AVAILABLE DATA
________
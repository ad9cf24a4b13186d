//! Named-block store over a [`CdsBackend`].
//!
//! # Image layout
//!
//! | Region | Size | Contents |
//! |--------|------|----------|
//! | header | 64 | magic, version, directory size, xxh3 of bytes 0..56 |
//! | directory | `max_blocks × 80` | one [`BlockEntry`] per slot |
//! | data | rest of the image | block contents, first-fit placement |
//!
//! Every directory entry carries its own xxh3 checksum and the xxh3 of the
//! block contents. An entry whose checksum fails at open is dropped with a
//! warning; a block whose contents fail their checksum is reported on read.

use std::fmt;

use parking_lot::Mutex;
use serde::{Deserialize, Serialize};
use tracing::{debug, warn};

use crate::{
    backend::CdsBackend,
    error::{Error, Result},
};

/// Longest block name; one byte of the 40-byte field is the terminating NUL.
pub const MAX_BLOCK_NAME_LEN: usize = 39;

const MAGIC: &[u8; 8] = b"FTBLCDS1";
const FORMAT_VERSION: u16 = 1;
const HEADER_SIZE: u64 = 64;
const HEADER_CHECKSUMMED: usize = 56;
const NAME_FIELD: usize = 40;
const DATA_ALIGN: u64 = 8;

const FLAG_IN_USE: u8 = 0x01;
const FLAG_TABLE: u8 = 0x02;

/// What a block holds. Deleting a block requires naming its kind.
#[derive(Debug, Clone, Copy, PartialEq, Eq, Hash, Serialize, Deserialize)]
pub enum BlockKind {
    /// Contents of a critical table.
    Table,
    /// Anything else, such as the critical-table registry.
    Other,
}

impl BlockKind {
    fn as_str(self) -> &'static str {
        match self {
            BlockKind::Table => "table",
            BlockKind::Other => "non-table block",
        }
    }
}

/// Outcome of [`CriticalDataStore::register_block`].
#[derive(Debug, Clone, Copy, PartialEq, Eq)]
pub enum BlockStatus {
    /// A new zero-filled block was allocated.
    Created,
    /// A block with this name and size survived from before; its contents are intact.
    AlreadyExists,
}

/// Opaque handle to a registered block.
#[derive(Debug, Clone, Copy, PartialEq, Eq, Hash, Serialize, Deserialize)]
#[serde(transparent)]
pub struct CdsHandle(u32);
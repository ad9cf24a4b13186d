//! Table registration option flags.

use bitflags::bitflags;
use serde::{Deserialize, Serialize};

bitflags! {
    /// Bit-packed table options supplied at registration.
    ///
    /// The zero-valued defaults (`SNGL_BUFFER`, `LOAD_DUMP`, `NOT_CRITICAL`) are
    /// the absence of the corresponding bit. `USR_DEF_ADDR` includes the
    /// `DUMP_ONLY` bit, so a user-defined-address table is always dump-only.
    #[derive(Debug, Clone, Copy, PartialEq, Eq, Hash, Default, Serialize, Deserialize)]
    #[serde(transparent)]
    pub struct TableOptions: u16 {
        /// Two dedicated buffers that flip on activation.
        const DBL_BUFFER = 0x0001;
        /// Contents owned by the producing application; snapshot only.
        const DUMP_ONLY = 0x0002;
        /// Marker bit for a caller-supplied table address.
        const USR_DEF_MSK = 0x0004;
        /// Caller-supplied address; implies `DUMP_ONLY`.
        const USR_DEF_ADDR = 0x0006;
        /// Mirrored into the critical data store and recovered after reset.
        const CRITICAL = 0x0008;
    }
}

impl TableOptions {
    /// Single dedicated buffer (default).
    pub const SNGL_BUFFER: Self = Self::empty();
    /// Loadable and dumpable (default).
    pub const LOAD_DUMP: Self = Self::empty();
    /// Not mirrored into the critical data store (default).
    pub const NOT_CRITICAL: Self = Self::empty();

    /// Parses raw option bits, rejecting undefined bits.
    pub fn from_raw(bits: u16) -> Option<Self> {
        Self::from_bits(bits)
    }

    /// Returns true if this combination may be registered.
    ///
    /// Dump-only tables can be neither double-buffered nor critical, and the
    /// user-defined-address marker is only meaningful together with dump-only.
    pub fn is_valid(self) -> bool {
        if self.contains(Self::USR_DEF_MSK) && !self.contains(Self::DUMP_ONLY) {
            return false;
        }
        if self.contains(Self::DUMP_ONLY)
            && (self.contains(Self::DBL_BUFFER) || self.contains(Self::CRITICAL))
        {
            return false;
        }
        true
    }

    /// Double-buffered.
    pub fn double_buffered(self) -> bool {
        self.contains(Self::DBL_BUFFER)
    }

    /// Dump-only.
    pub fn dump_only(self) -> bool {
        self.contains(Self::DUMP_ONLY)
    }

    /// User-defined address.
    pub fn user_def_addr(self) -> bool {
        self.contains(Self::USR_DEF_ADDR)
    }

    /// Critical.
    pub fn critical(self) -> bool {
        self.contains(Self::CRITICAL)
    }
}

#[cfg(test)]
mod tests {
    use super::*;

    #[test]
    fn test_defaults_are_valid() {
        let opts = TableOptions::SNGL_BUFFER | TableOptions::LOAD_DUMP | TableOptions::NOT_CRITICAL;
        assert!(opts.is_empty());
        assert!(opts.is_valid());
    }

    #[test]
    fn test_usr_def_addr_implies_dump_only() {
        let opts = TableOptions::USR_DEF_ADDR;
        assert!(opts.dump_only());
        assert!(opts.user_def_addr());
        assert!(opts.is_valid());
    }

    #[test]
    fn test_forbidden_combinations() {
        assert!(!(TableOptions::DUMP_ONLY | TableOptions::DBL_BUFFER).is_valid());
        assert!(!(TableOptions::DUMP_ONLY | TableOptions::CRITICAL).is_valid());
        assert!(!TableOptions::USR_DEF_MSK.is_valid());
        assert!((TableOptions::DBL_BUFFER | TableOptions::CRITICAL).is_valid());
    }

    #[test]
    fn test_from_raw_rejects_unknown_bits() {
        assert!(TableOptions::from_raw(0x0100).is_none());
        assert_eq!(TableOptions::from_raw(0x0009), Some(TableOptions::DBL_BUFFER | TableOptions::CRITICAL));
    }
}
________
EXERCISE GOAL
Your answer should consist of all lines above that include the string "Clone".

SOLUTION TO THE PROBLEM
#[derive(Debug, Clone, Copy, PartialEq, Eq, Hash, Serialize, Deserialize)]
#[derive(Debug, Clone, Copy, PartialEq, Eq)]
#[derive(Debug, Clone, Copy, PartialEq, Eq, Hash, Serialize, Deserialize)]
    #[derive(Debug, Clone, Copy, PartialEq, Eq, Hash, Default, Serialize, Deserialize)]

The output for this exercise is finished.